REQUIRED ACTION: Take each line from the entries that holds "three" and copy it out.
- - -
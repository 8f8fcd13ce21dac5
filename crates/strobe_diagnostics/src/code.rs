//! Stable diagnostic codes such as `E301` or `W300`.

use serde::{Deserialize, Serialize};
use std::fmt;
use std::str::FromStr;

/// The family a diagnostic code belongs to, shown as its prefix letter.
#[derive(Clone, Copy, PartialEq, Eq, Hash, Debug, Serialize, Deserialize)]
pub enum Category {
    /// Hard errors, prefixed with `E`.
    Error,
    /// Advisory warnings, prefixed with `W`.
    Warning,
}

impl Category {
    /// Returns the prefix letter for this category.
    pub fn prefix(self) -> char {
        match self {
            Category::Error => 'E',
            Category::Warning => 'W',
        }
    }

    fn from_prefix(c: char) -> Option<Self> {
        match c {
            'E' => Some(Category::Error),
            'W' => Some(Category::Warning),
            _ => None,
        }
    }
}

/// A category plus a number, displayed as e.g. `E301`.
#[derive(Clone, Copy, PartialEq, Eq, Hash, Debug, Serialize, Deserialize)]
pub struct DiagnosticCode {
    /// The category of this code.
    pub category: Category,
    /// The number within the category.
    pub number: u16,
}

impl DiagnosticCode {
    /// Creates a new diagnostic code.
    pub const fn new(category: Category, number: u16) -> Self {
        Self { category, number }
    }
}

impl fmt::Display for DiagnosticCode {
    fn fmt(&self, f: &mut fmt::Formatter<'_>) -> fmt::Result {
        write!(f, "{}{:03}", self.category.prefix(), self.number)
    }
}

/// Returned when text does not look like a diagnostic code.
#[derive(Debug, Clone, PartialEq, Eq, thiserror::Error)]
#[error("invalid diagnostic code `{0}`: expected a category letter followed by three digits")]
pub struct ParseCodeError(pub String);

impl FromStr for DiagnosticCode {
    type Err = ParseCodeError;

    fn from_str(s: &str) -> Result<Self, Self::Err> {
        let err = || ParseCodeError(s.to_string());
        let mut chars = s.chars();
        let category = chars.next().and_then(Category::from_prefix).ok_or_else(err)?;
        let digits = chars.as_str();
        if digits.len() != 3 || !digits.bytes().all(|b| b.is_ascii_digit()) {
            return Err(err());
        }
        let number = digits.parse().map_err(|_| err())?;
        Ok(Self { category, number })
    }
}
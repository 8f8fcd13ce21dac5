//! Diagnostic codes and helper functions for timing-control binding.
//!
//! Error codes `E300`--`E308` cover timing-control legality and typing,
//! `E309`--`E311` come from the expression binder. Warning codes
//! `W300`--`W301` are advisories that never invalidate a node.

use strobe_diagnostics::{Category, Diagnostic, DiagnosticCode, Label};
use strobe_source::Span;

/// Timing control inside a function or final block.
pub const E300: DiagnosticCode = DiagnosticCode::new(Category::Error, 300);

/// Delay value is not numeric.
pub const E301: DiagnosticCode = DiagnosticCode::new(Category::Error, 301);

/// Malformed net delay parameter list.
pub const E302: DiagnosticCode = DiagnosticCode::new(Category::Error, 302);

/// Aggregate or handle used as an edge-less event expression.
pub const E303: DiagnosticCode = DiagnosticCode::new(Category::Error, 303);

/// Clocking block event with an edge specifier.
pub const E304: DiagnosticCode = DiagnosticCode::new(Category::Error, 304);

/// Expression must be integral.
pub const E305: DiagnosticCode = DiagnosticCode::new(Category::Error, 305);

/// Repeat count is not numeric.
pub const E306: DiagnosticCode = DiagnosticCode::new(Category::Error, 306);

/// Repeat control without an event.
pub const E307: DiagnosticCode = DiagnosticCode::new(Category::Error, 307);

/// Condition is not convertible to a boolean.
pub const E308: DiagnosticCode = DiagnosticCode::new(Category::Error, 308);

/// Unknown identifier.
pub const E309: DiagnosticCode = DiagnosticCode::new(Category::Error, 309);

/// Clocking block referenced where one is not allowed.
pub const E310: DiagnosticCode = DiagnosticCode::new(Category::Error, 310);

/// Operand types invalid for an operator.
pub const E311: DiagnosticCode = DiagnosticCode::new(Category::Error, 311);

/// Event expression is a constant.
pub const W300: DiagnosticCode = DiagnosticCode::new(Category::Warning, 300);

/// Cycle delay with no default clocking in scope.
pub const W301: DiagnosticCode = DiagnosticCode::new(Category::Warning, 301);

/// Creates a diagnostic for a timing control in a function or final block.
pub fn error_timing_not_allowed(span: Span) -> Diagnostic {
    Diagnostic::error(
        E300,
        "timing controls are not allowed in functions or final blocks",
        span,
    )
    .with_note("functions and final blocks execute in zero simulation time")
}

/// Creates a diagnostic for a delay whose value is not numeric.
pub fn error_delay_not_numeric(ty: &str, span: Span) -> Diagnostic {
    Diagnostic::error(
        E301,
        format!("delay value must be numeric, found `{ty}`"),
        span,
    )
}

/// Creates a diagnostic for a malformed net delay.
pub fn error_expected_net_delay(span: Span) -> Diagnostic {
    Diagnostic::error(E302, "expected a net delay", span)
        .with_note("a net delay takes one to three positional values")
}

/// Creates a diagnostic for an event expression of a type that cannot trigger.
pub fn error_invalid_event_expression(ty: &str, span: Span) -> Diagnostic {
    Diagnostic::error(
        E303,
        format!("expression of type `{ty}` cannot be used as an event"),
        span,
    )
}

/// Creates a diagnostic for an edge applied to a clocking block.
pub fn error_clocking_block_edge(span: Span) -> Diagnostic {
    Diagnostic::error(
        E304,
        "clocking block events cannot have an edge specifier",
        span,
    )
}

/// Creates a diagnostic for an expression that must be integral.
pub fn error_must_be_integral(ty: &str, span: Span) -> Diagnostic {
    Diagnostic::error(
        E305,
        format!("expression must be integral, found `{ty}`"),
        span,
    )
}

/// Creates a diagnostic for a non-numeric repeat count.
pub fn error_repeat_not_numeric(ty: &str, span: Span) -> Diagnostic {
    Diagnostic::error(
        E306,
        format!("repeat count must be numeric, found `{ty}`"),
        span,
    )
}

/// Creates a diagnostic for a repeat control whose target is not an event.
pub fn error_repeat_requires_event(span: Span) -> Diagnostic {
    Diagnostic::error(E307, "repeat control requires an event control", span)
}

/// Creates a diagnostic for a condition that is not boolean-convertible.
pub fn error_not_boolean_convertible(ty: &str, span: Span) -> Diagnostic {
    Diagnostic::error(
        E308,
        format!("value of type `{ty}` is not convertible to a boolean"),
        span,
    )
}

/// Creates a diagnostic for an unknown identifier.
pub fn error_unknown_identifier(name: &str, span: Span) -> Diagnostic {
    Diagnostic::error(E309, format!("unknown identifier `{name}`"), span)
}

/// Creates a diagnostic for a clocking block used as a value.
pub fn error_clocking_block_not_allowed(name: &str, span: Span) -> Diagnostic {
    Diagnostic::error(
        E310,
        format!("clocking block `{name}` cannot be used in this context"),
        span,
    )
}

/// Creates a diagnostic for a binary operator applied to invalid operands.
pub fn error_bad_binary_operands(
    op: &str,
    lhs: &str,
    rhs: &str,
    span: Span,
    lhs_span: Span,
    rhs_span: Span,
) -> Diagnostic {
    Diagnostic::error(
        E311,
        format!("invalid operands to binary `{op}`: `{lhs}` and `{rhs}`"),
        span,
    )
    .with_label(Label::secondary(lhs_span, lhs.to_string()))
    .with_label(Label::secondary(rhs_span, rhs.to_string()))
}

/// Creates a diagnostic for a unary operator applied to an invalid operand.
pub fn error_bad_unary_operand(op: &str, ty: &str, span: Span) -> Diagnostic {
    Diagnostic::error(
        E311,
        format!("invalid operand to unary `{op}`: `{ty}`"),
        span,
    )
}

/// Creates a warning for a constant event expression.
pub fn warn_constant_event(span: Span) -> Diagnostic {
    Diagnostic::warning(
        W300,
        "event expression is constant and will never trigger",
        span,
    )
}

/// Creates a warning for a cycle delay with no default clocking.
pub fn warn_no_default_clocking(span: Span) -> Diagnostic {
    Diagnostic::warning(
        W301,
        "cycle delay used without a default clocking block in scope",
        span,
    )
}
- - -
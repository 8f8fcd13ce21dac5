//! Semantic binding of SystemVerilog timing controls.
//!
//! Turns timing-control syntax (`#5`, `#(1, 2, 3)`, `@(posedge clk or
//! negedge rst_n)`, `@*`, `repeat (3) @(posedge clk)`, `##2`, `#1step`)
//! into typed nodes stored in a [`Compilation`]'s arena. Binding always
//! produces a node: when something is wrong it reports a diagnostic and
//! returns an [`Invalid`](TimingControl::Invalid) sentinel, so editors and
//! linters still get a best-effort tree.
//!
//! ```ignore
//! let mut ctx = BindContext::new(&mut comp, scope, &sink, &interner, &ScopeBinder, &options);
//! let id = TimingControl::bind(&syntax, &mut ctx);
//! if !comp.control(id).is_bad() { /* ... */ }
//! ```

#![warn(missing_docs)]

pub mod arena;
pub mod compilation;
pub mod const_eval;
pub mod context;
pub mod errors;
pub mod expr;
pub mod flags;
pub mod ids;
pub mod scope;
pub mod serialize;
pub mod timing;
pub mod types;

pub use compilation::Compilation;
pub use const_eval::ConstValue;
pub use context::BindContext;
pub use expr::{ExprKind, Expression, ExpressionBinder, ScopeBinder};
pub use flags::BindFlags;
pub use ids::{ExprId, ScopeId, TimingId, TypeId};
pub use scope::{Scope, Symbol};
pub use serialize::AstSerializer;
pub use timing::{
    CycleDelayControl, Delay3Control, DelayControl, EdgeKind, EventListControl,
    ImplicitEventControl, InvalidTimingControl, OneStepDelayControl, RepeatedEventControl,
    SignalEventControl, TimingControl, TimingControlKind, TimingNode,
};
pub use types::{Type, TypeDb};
- - -
EXERCISE RESPONSE:
#[error("invalid diagnostic code `{0}`: expected a category letter followed by three digits")]
        .with_note("a net delay takes one to three positional values")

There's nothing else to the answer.